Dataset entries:

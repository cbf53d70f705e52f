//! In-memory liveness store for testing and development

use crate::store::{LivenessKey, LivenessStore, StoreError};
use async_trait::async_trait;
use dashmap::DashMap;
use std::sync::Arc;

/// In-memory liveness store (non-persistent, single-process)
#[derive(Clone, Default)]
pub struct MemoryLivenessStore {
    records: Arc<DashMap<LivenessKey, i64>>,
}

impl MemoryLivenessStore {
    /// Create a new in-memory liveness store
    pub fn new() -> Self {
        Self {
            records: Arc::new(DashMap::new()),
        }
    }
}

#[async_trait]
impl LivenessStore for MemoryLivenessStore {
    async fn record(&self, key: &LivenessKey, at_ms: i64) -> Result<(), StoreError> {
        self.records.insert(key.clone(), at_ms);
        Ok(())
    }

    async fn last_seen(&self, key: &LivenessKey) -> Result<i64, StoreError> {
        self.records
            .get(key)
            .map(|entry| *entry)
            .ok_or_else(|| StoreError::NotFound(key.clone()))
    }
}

==

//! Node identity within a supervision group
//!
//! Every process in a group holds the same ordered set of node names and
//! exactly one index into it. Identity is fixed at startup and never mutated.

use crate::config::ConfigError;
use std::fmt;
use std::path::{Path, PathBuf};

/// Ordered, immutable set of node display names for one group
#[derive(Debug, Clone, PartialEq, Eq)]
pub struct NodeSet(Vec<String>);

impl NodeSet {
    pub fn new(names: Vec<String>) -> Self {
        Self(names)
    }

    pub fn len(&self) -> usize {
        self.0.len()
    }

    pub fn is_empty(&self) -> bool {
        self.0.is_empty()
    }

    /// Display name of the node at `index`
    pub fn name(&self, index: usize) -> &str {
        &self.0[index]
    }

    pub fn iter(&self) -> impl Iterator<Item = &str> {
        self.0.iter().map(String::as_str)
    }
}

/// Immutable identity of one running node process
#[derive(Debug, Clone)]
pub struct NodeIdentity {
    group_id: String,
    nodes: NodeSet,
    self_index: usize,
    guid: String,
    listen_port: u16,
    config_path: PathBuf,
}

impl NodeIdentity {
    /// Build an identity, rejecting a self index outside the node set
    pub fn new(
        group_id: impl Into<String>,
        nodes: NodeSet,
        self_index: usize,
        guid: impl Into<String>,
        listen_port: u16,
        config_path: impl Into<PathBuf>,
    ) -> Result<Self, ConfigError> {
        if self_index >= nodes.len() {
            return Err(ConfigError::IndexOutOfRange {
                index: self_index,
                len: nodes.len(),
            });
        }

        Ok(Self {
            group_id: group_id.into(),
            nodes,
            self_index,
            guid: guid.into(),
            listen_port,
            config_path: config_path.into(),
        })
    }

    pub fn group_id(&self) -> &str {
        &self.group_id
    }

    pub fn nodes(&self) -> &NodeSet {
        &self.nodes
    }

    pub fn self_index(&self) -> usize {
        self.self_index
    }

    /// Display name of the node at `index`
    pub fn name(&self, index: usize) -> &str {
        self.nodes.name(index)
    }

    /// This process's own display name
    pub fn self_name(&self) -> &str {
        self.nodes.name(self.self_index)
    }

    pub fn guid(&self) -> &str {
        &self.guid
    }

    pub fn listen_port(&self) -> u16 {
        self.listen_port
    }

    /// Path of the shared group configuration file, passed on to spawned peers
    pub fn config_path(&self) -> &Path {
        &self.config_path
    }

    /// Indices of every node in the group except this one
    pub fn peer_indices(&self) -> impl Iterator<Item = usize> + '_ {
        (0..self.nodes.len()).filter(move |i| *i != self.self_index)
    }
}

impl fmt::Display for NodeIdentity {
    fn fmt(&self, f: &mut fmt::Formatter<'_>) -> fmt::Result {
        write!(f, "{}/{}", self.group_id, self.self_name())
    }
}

To do - Search the entries for "StoreError" and copy out each line that has it.

Result of this task -
use crate::store::{LivenessKey, LivenessStore, StoreError};
    async fn record(&self, key: &LivenessKey, at_ms: i64) -> Result<(), StoreError> {
    async fn last_seen(&self, key: &LivenessKey) -> Result<i64, StoreError> {
            .ok_or_else(|| StoreError::NotFound(key.clone()))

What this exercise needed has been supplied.